# Iphone 5c qui n'envoie pas les photos dans Photo iCloud



## mariol66 (4 Octobre 2019)

Bonjour à tous,

Sous mon ID Apple j'ai trois appareils:

- Un Mac Pro sous Mojave qui à une bibliothèque photo de 15 go non synchronisée avec icloud, j'ai activé le flux de photos.

- Un ipad pro 9,7" avec IpadOS 13.1.2 qui a très peut de photos pour le moment (les anciennes on été sauvegardées dans l'app Photo du Mac récemment).

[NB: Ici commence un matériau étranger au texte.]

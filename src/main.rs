use clap::{Parser, Subcommand};
use deck_analyzer::analysis::probability::{prob_at_least, prob_exactly, prob_none};
use deck_analyzer::analysis::scoring::rating;
use deck_analyzer::analysis::{Analysis, Analyzer, Report, Severity};
use deck_analyzer::card::CardDatabase;
use deck_analyzer::config::AnalyzerConfig;
use deck_analyzer::deck::{load_deck, Deck};
use deck_analyzer::rng::TriviaRng;
use deck_analyzer::trivia::fun_fact;
use indicatif::{ProgressBar, ProgressStyle};
use rayon::prelude::*;
use serde::Serialize;
use tracing::{debug, Level};
use tracing_subscriber::{EnvFilter, FmtSubscriber};

#[derive(Parser)]
#[command(name = "deck-analyzer")]
#[command(about = "Trading card game deck evaluator", long_about = None)]
struct Cli {
    #[command(subcommand)]
    command: Commands,

    /// Enable debug logging on stderr
    #[arg(short, long, global = true)]
    verbose: bool,
}

#[derive(Subcommand)]
enum Commands {
    /// Analyze one deck and print its report as JSON
    Analyze {
        /// Deck file (.json, or a text list with --cards)
        #[arg(short, long)]
        deck: String,

        /// Card database used to resolve text deck lists
        #[arg(short, long)]
        cards: Option<String>,

        /// JSON file overriding analyzer thresholds
        #[arg(long)]
        config: Option<String>,

        /// Pretty-print the JSON report
        #[arg(short, long)]
        pretty: bool,

        /// Print a fun fact about the deck to stderr
        #[arg(long)]
        fun_fact: bool,

        /// Seed for the fun fact (for reproducibility)
        #[arg(short, long)]
        seed: Option<u64>,
    },

    /// Analyze many decks in parallel and print a summary table
    Batch {
        /// Deck files
        #[arg(required = true)]
        decks: Vec<String>,

        #[arg(short, long)]
        cards: Option<String>,

        #[arg(long)]
        config: Option<String>,

        /// Write a JSON summary to this file
        #[arg(short, long)]
        output: Option<String>,
    },

    /// Compare two decks side by side
    Compare {
        /// First deck file
        deck1: String,

        /// Second deck file
        deck2: String,

        #[arg(short, long)]
        cards: Option<String>,

        #[arg(long)]
        config: Option<String>,
    },

    /// Hypergeometric draw odds
    Odds {
        #[arg(long, default_value = "60")]
        deck_size: u32,

        /// Copies of the card(s) you want to draw
        #[arg(long)]
        successes: u32,

        /// Cards drawn
        #[arg(long, default_value = "7")]
        draws: u32,

        /// Minimum copies wanted
        #[arg(long, default_value = "1")]
        at_least: u32,
    },
}

/// One row of the batch summary file
#[derive(Serialize)]
#[serde(rename_all = "camelCase")]
struct BatchEntry {
    file: String,
    deck_name: String,
    score: u8,
    rating: &'static str,
    warnings: usize,
    critical: usize,
    mulligan_rate: f64,
    aggregate_impact: f64,
}

#[derive(Serialize)]
#[serde(rename_all = "camelCase")]
struct BatchSummary {
    generated_at: String,
    decks: Vec<BatchEntry>,
}

fn main() {
    let cli = Cli::parse();

    // Logs go to stderr so JSON on stdout stays machine-readable.
    // RUST_LOG overrides --verbose.
    let level = if cli.verbose { Level::DEBUG } else { Level::INFO };
    let filter = EnvFilter::try_from_default_env()
        .unwrap_or_else(|_| EnvFilter::new(level.as_str().to_lowercase()));
    FmtSubscriber::builder()
        .with_env_filter(filter)
        .with_target(false)
        .with_writer(std::io::stderr)
        .compact()
        .init();

    match cli.command {
        Commands::Analyze {
            deck,
            cards,
            config,
            pretty,
            fun_fact,
            seed,
        } => {
            analyze_deck(&deck, cards.as_deref(), config.as_deref(), pretty, fun_fact, seed);
        }
        Commands::Batch {
            decks,
            cards,
            config,
            output,
        } => {
            run_batch(&decks, cards.as_deref(), config.as_deref(), output.as_deref());
        }
        Commands::Compare {
            deck1,
            deck2,
            cards,
            config,
        } => {
            compare_decks(&deck1, &deck2, cards.as_deref(), config.as_deref());
        }
        Commands::Odds {
            deck_size,
            successes,
            draws,
            at_least,
        } => {
            print_odds(deck_size, successes, draws, at_least);
        }
    }
}

fn load_database(path: Option<&str>) -> Option<CardDatabase> {
    let path = path?;
    match CardDatabase::from_file(path) {
        Ok(db) => {
            eprintln!("✓ Loaded {} cards from {}", db.card_count(), path);
            Some(db)
        }
        Err(e) => {
            eprintln!("✗ Failed to load cards: {}", e);
            std::process::exit(1);
        }
    }
}

fn load_config(path: Option<&str>) -> AnalyzerConfig {
    let Some(path) = path else {
        return AnalyzerConfig::default();
    };
    match AnalyzerConfig::from_file(path) {
        Ok(config) => {
            debug!(path, "loaded analyzer config");
            config
        }
        Err(e) => {
            eprintln!("✗ Failed to load config '{}': {}", path, e);
            std::process::exit(1);
        }
    }
}

fn load_deck_or_exit(path: &str, db: Option<&CardDatabase>) -> Deck {
    match load_deck(path, db) {
        Ok(deck) => deck,
        Err(e) => {
            eprintln!("✗ Failed to parse deck file '{}': {}", path, e);
            std::process::exit(1);
        }
    }
}

fn report_diagnostics(analysis: &Analysis) {
    for diagnostic in &analysis.diagnostics {
        eprintln!("! check '{}' skipped: {}", diagnostic.check, diagnostic.message);
    }
}

fn analyze_deck(
    deck_file: &str,
    cards: Option<&str>,
    config: Option<&str>,
    pretty: bool,
    with_fact: bool,
    seed: Option<u64>,
) {
    let db = load_database(cards);
    let analyzer = Analyzer::new(load_config(config));
    let deck = load_deck_or_exit(deck_file, db.as_ref());

    let analysis = analyzer.analyze(&deck);
    report_diagnostics(&analysis);

    let json = if pretty {
        serde_json::to_string_pretty(&analysis.report)
    } else {
        serde_json::to_string(&analysis.report)
    };
    match json {
        Ok(json) => println!("{}", json),
        Err(e) => {
            eprintln!("✗ Failed to serialize report: {}", e);
            std::process::exit(1);
        }
    }

    eprintln!(
        "✓ {}: {}/100 ({})",
        analysis.report.deck_name,
        analysis.report.score,
        rating(analysis.report.score)
    );

    if with_fact {
        let mut rng = TriviaRng::new(seed);
        eprintln!("💡 {}", fun_fact(&deck, &analysis.report, &mut rng));
        if seed.is_none() {
            eprintln!("   (seed {})", rng.seed());
        }
    }
}

fn run_batch(files: &[String], cards: Option<&str>, config: Option<&str>, output: Option<&str>) {
    let db = load_database(cards);
    let analyzer = Analyzer::new(load_config(config));

    let mut loaded: Vec<(String, Deck)> = Vec::new();
    for file in files {
        match load_deck(file, db.as_ref()) {
            Ok(deck) => loaded.push((file.clone(), deck)),
            Err(e) => eprintln!("✗ Failed to parse deck file '{}': {}", file, e),
        }
    }
    if loaded.is_empty() {
        eprintln!("✗ No decks could be loaded");
        std::process::exit(1);
    }

    println!("\n=== Deck Analysis ===\n");
    println!("Decks: {}", loaded.len());

    let progress = ProgressBar::new(loaded.len() as u64);
    progress.set_style(
        ProgressStyle::with_template("{bar:40} {pos}/{len} {msg}")
            .unwrap_or_else(|_| ProgressStyle::default_bar()),
    );

    let start = std::time::Instant::now();
    let reports: Vec<(String, Report)> = loaded
        .par_iter()
        .map(|(file, deck)| {
            let analysis = analyzer.analyze(deck);
            report_diagnostics(&analysis);
            progress.inc(1);
            (file.clone(), analysis.report)
        })
        .collect();
    progress.finish_and_clear();
    let elapsed = start.elapsed();

    println!(
        "\n{:30} {:>6} {:>4} {:>4} {:>4} {:>4} {:>10}",
        "Deck", "Score", "T1", "T2", "T3", "T4", "Mulligan"
    );
    println!("{:-<72}", "");
    for (_, report) in &reports {
        println!(
            "{:30} {:>6} {:>4} {:>4} {:>4} {:>4} {:>9.1}%",
            report.deck_name,
            report.score,
            report.tiers.tier1,
            report.tiers.tier2,
            report.tiers.tier3,
            report.tiers.tier4,
            report.probabilities.mulligan_rate * 100.0
        );
    }

    let average = reports.iter().map(|(_, r)| r.score as f64).sum::<f64>() / reports.len() as f64;
    println!("\nAverage score: {:.1}", average);
    println!("Completed in {:.2?}", elapsed);

    if let Some(path) = output {
        let summary = BatchSummary {
            generated_at: chrono::Utc::now().to_rfc3339(),
            decks: reports
                .iter()
                .map(|(file, report)| BatchEntry {
                    file: file.clone(),
                    deck_name: report.deck_name.clone(),
                    score: report.score,
                    rating: rating(report.score),
                    warnings: report.warnings.len(),
                    critical: report
                        .warnings
                        .iter()
                        .filter(|w| w.severity == Severity::Critical)
                        .count(),
                    mulligan_rate: report.probabilities.mulligan_rate,
                    aggregate_impact: report.aggregate_impact,
                })
                .collect(),
        };
        let written = serde_json::to_string_pretty(&summary)
            .map_err(|e| e.to_string())
            .and_then(|json| std::fs::write(path, json).map_err(|e| e.to_string()));
        match written {
            Ok(()) => println!("✓ Wrote summary to {}", path),
            Err(e) => {
                eprintln!("✗ Failed to write summary: {}", e);
                std::process::exit(1);
            }
        }
    }
}

fn compare_decks(deck1_file: &str, deck2_file: &str, cards: Option<&str>, config: Option<&str>) {
    let db = load_database(cards);
    let analyzer = Analyzer::new(load_config(config));
    let deck1 = load_deck_or_exit(deck1_file, db.as_ref());
    let deck2 = load_deck_or_exit(deck2_file, db.as_ref());

    let (a, b) = rayon::join(|| analyzer.analyze(&deck1), || analyzer.analyze(&deck2));
    let (r1, r2) = (&a.report, &b.report);

    let setup = |r: &Report| r.probabilities.setup_on(2).unwrap_or(0.0) * 100.0;

    println!("\n=== Results ===\n");
    println!("{:20} {:>14} {:>14}", "Metric", r1.deck_name, r2.deck_name);
    println!("{:-<50}", "");
    println!("{:20} {:>14} {:>14}", "Score", r1.score, r2.score);
    println!(
        "{:20} {:>13.1}% {:>13.1}%",
        "Mulligan rate",
        r1.probabilities.mulligan_rate * 100.0,
        r2.probabilities.mulligan_rate * 100.0
    );
    println!(
        "{:20} {:>13.1}% {:>13.1}%",
        "Dead draw rate",
        r1.probabilities.dead_draw_rate * 100.0,
        r2.probabilities.dead_draw_rate * 100.0
    );
    println!("{:20} {:>13.1}% {:>13.1}%", "Setup by turn 2", setup(r1), setup(r2));
    println!(
        "{:20} {:>14} {:>14}",
        "Warnings",
        r1.warnings.len(),
        r2.warnings.len()
    );
    println!(
        "{:20} {:>14.1} {:>14.1}",
        "Win-rate impact", r1.aggregate_impact, r2.aggregate_impact
    );
    println!(
        "{:20} {:>14} {:>14}",
        "Evolution lines",
        r1.evolution_lines.len(),
        r2.evolution_lines.len()
    );

    println!();
    if r1.score > r2.score {
        println!("✓ {} scores {} points higher", r1.deck_name, r1.score - r2.score);
    } else if r2.score > r1.score {
        println!("✓ {} scores {} points higher", r2.deck_name, r2.score - r1.score);
    } else {
        println!("Both decks have the same score");
    }
}

fn print_odds(deck_size: u32, successes: u32, draws: u32, at_least: u32) {
    println!("\n=== Draw Odds ===\n");
    println!("Deck: {} cards, {} copies, {} drawn", deck_size, successes, draws);
    println!("{:-<40}", "");
    println!("{:20} {:>9.2}%", "None", prob_none(deck_size, successes, draws) * 100.0);
    for k in 1..=draws.min(successes).min(4) {
        println!(
            "{:20} {:>9.2}%",
            format!("Exactly {}", k),
            prob_exactly(deck_size, successes, draws, k) * 100.0
        );
    }
    println!(
        "{:20} {:>9.2}%",
        format!("At least {}", at_least),
        prob_at_least(deck_size, successes, draws, at_least) * 100.0
    );
}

Depuis j'ai activé flux photo et Phototèque icloud.

- Un iphone 5c de 5go (donc très limité en stockage) avec ios 10.3.3 sur lequel j'ai activé flux de photos et dernièrement Photothèque icloud.

Depuis l'activation de photothèque icloud, sur l'ipad, si je prend une photo, elle est bien envoyée sur icloud mais avec l'iphone, malgrés l'activation de l'option, les photos que je prend avec l'iphone ne vont pas sur icloud et je ne reçois pas celle d'icloud faites avec l'ipad.

J'ai au début activé l'optimisation photos qui m'aurait permis d'économiser l'espace de l'iphone et j'ai tenté sans optimisation mais rien n'y fait.

Est-ce que le système ios de l'iphone est trop vieux pour utiliser la fonction ? elle tout de même disponible dans l'iphone ? ou est-ce une syncronisation avec mon compte icloud qui bug avec cette fonction ? j'avais déjà eu un problème de avec mes "notes" qui n'étaient plus synchronisées avec les notes d'icloud, d'ou le doute.

Merci pour votre aide


----------



## guytoon48 (5 Novembre 2019)

Bonjour,
Activer la bibliothèque iCloud sur un iPhone très juste en espace disque, il n'y a pas grand chose à espérer...


----------



## mariol66 (5 Novembre 2019)

L'idée était justement de mettre le peu de photos que j'ai sur l'iphone (29 photos) sur iCloud, l'iPad en a très peu aussi (une 10 ene) car je l'ai restauré il n'y a pas longtemps et je suis reparti de zero et bien entendu je n'active pas l'option sur le Mac.

Le 5c à tout de même réussi à en envoyer une 20 ene sur icloud à un moment donné (j'ai été surpris de les retrouver sur l'ipad) mais le reste ne s'upload pas même si il y a une peu d'espace de stockage de libre de temps à autre sur l'iphone.

En fait, je me demande si l'iphone n'a pas un problème de stockage car si je fait la somme des app dans Général>Stockage local et iCloud> Gérer le Stockage je suis à à 1,5 go Maxi et je me suis trompé l'iPhone est un 8go (avec 5go de place au total).

Je l'ai déjà restauré plusieurs fois, au début j'ai de place et rapidement il sature comme si la mémoire avait du mal à se purger.

Bon, après, je suis bien conscient que j'arrive au bout du bout de la chose et je vais bientôt le remplacer


----------